Travel to France is subject to entry restrictions

  • Arrivals by sea and air routes will need to complete a ‘sworn statement’ (déclaration sur l’honneur) form self-certifying they are not suffering from symptoms associated with coronavirus and have not been in contact with confirmed cases in the preceding fortnight.
  • Although there is no restriction on travel from the UK and most European countries, travel from most non-European countries is subject to entry restrictions.

See Entry requirements for more information before you plan to travel.

Preparing for your return journey to the UK

If you’re returning to the UK from overseas, you will need to:

Check our advice on foreign travel during the coronavirus (COVID-19) pandemic and sign up for email alerts for this travel advice.

If you’re planning travel to France, find out what you need to know about coronavirus there in the Coronavirus section.

The Department for Transport and the FCDO have jointly published separate guidance for the freight transport industry during the coronavirus pandemic.

During the COVID-19 pandemic, it is more important than ever to get travel insurance and check it provides sufficient cover. See the FCDO’s guidance on foreign travel insurance.

A number of demonstrations have been taking place across major cities in France.

If demonstrations do turn violent, a heavy police/gendarmerie presence is to be expected. In all cases, you should avoid demonstrations wherever possible and follow the advice of the local authorities.

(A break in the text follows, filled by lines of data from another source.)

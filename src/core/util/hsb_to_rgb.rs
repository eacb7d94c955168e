use crate::core::data::colour::Colour;

fn channel(value: f32) -> u8 {
    (value * 255.0 + 0.5) as u8
}

/// Converts a hue/saturation/brightness triple to RGB.
///
/// Hue wraps modulo 1.0 (only its fractional part is used), saturation and
/// brightness are expected in `0.0..=1.0`. The arithmetic is single precision
/// throughout so that colours are bit-for-bit stable across platforms.
#[must_use]
pub fn hsb_to_rgb(hue: f32, saturation: f32, brightness: f32) -> Colour {
    if saturation == 0.0 {
        let grey = channel(brightness);
        return Colour::new(grey, grey, grey);
    }

    let h = (hue - hue.floor()) * 6.0;
    let f = h - h.floor();
    let p = brightness * (1.0 - saturation);
    let q = brightness * (1.0 - saturation * f);
    let t = brightness * (1.0 - saturation * (1.0 - f));

    let (r, g, b) = match h as u32 {
        0 => (brightness, t, p),
        1 => (q, brightness, p),
        2 => (p, brightness, t),
        3 => (p, q, brightness),
        4 => (t, p, brightness),
        // h < 6.0, so this is the fifth sextant
        _ => (brightness, p, q),
    };

    Colour::new(channel(r), channel(g), channel(b))
}
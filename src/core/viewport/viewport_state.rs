use crate::core::data::complex::Complex;
use crate::core::data::image_size::ImageSize;
use crate::core::util::pixel_to_complex_coords::pixel_to_complex_coords;
use log::{debug, trace};
use std::error::Error;
use std::fmt;

pub const DEFAULT_ZOOM: f64 = 150.0;
pub const DEFAULT_CENTRE_OFFSET: Complex = Complex {
    real: -3.0,
    imag: -1.5,
};
/// Each wheel notch scales the zoom by this factor.
pub const ZOOM_STEP_BASE: f64 = 1.05;

#[derive(Debug, Copy, Clone, PartialEq)]
pub enum ViewportError {
    InvalidZoom { zoom: f64 },
    InvalidCentreOffset { centre_offset: Complex },
}

impl fmt::Display for ViewportError {
    fn fmt(&self, f: &mut fmt::Formatter<'_>) -> fmt::Result {
        match self {
            Self::InvalidZoom { zoom } => {
                write!(f, "zoom must be positive and finite: {}", zoom)
            }
            Self::InvalidCentreOffset { centre_offset } => {
                write!(
                    f,
                    "centre offset must be finite: ({}, {})",
                    centre_offset.real, centre_offset.imag
                )
            }
        }
    }
}

impl Error for ViewportError {}

/// The pixel-to-plane mapping plus the flag that marks the last rendered grid as stale.
///
/// `zoom` is in pixels per plane unit and `centre_offset` is the plane point under the
/// image centre. Both are in plane units, so panning never has to be rescaled after a zoom.
///
/// At very large zoom values `1 / zoom` drops below the resolution of an `f64` around the
/// centre offset and neighbouring pixels collapse onto the same plane point; zooming further
/// then looks stuck or banded. That is a precision limit of the representation, not an error.
#[derive(Debug, Copy, Clone, PartialEq)]
pub struct ViewportState {
    zoom: f64,
    centre_offset: Complex,
    dirty: bool,
}

impl Default for ViewportState {
    fn default() -> Self {
        Self {
            zoom: DEFAULT_ZOOM,
            centre_offset: DEFAULT_CENTRE_OFFSET,
            dirty: true,
        }
    }
}

impl ViewportState {
    pub fn new(zoom: f64, centre_offset: Complex) -> Result<Self, ViewportError> {
        if !zoom.is_finite() || zoom <= 0.0 {
            return Err(ViewportError::InvalidZoom { zoom });
        }

        if !centre_offset.is_finite() {
            return Err(ViewportError::InvalidCentreOffset { centre_offset });
        }

        Ok(Self {
            zoom,
            centre_offset,
            dirty: true,
        })
    }

    #[must_use]
    pub fn zoom(&self) -> f64 {
        self.zoom
    }

    #[must_use]
    pub fn centre_offset(&self) -> Complex {
        self.centre_offset
    }

    #[must_use]
    pub fn is_dirty(&self) -> bool {
        self.dirty
    }

    pub fn mark_dirty(&mut self) {
        self.dirty = true;
    }

    pub fn clear_dirty(&mut self) {
        self.dirty = false;
    }

    #[must_use]
    pub fn pixel_to_plane(&self, pixel_x: f64, pixel_y: f64, size: ImageSize) -> Complex {
        pixel_to_complex_coords(pixel_x, pixel_y, size, self.zoom, self.centre_offset)
    }

    /// Zooms by `ZOOM_STEP_BASE ^ -wheel_delta`, keeping the plane point under the pointer fixed.
    ///
    /// Positive deltas (wheel rotated towards the user) zoom out. A step that would leave the
    /// zoom or the centre offset non-finite, or the zoom non-positive, is ignored.
    pub fn apply_zoom(&mut self, wheel_delta: f64, pointer_x: f64, pointer_y: f64, size: ImageSize) {
        let scale_factor = ZOOM_STEP_BASE.powf(-wheel_delta);
        let new_zoom = self.zoom * scale_factor;

        let (centre_x, centre_y) = size.centre();
        let relative_x = pointer_x - centre_x;
        let relative_y = pointer_y - centre_y;

        let new_offset = Complex::new(
            self.centre_offset.real + (relative_x / self.zoom - relative_x / new_zoom),
            self.centre_offset.imag + (relative_y / self.zoom - relative_y / new_zoom),
        );

        if !new_zoom.is_finite() || new_zoom <= 0.0 || !new_offset.is_finite() {
            debug!("ignoring zoom step {} at zoom {}", wheel_delta, self.zoom);
            return;
        }

        self.centre_offset = new_offset;
        self.zoom = new_zoom;
        self.dirty = true;

        trace!(
            "zoom {:.6} centre ({}, {})",
            self.zoom, self.centre_offset.real, self.centre_offset.imag
        );
    }

    /// Moves the view so that content follows a pointer that moved by `(dx, dy)` pixels.
    pub fn apply_pan(&mut self, dx: f64, dy: f64) {
        let new_offset = Complex::new(
            self.centre_offset.real - dx / self.zoom,
            self.centre_offset.imag - dy / self.zoom,
        );

        if !new_offset.is_finite() {
            debug!("ignoring pan by ({}, {}) at zoom {}", dx, dy, self.zoom);
            return;
        }

        self.centre_offset = new_offset;
        self.dirty = true;

        trace!(
            "pan by ({}, {}) centre ({}, {})",
            dx, dy, self.centre_offset.real, self.centre_offset.imag
        );
    }
}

The UK has left the European Union. The rules on travel to EU countries will stay the same until 31 December 2020. This page will be updated with country-specific information for travellers to France as things change. Sign up for email alerts and view the latest updates for UK nationals travelling to and living in Europe.

Around 17 million British nationals visit France every year. Most visits are trouble-free. The most common problem reported is pickpocketing. See Crime

If you’re living in France, visit our Living in France guide in addition to this travel advice.

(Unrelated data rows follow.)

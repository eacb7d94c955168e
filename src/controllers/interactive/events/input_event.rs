/// Pointer and window events in pixel space, origin top-left, y pointing down.
#[derive(Debug, Copy, Clone, PartialEq)]
pub enum InputEvent {
    PointerDown { x: f64, y: f64 },
    PointerDrag { x: f64, y: f64 },
    /// Positive `delta` is wheel rotation towards the user and zooms out.
    WheelScroll { delta: f64, x: f64, y: f64 },
    Resize { width: u32, height: u32 },
}
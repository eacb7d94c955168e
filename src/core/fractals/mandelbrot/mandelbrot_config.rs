use crate::core::data::complex::Complex;
use crate::core::data::image_size::ImageSize;
use crate::core::fractals::mandelbrot::algorithm::{
    DEFAULT_ESCAPE_RADIUS, DEFAULT_MAX_ITERATIONS, MandelbrotAlgorithm,
};
use crate::core::fractals::mandelbrot::errors::MandelbrotError;
use crate::core::viewport::viewport_state::{
    DEFAULT_CENTRE_OFFSET, DEFAULT_ZOOM, ViewportError, ViewportState,
};
use std::error::Error;
use std::fmt;

pub const DEFAULT_IMAGE_SIZE: ImageSize = ImageSize {
    width: 800,
    height: 600,
};

#[derive(Debug, Copy, Clone, PartialEq)]
pub enum ConfigError {
    Viewport(ViewportError),
    Mandelbrot(MandelbrotError),
}

impl fmt::Display for ConfigError {
    fn fmt(&self, f: &mut fmt::Formatter<'_>) -> fmt::Result {
        match self {
            Self::Viewport(err) => write!(f, "invalid viewport: {}", err),
            Self::Mandelbrot(err) => write!(f, "invalid mandelbrot settings: {}", err),
        }
    }
}

impl Error for ConfigError {
    fn source(&self) -> Option<&(dyn Error + 'static)> {
        match self {
            Self::Viewport(err) => Some(err),
            Self::Mandelbrot(err) => Some(err),
        }
    }
}

impl From<ViewportError> for ConfigError {
    fn from(err: ViewportError) -> Self {
        Self::Viewport(err)
    }
}

impl From<MandelbrotError> for ConfigError {
    fn from(err: MandelbrotError) -> Self {
        Self::Mandelbrot(err)
    }
}

/// Start-up settings for a viewer session.
#[derive(Debug, Clone, Copy, PartialEq)]
pub struct MandelbrotConfig {
    pub image_size: ImageSize,
    pub zoom: f64,
    pub centre_offset: Complex,
    pub max_iterations: u32,
    pub escape_radius: f64,
}

impl Default for MandelbrotConfig {
    fn default() -> Self {
        Self {
            image_size: DEFAULT_IMAGE_SIZE,
            zoom: DEFAULT_ZOOM,
            centre_offset: DEFAULT_CENTRE_OFFSET,
            max_iterations: DEFAULT_MAX_ITERATIONS,
            escape_radius: DEFAULT_ESCAPE_RADIUS,
        }
    }
}

impl MandelbrotConfig {
    pub fn viewport(&self) -> Result<ViewportState, ConfigError> {
        Ok(ViewportState::new(self.zoom, self.centre_offset)?)
    }

    pub fn algorithm(&self) -> Result<MandelbrotAlgorithm, ConfigError> {
        Ok(MandelbrotAlgorithm::new(
            self.max_iterations,
            self.escape_radius,
        )?)
    }

    pub fn validate(&self) -> Result<(), ConfigError> {
        self.viewport()?;
        self.algorithm()?;
        Ok(())
    }
}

Terrorists are very likely to try to carry out attacks in France. Due to ongoing threats to France by Islamist terrorist groups, and recent French military intervention against Daesh (formerly referred to as ISIL), the French government has warned the public to be especially vigilant and has reinforced its security measures. Check the French government’s advice about what to do if a terrorist attack occurs. See Terrorism

There remain some migrants around Calais, who may seek to enter the UK illegally. There have been instances of migrants seeking to slow down traffic on approach roads to ports, including by placing obstacles on the Calais Port approach road. If this happens you should keep moving where it’s safe to do so, or stop and call 112 if isn’t safe to proceed (keeping car doors locked).

All vehicles, including motorbikes, driving in central Paris, Lyon and Grenoble now need to display a special ‘pollution sticker’. See Road travel

If you’re abroad and you need emergency help from the UK government, contact the nearest British embassy, consulate or high commission.

The Overseas Business Risk service offers information and advice for British companies operating overseas on how to manage political, economic, and business security-related risks.

The emergency phone number in France is 112. If you need to contact other emergency services, call 15 (medical), 17 (police) or 18 (fire).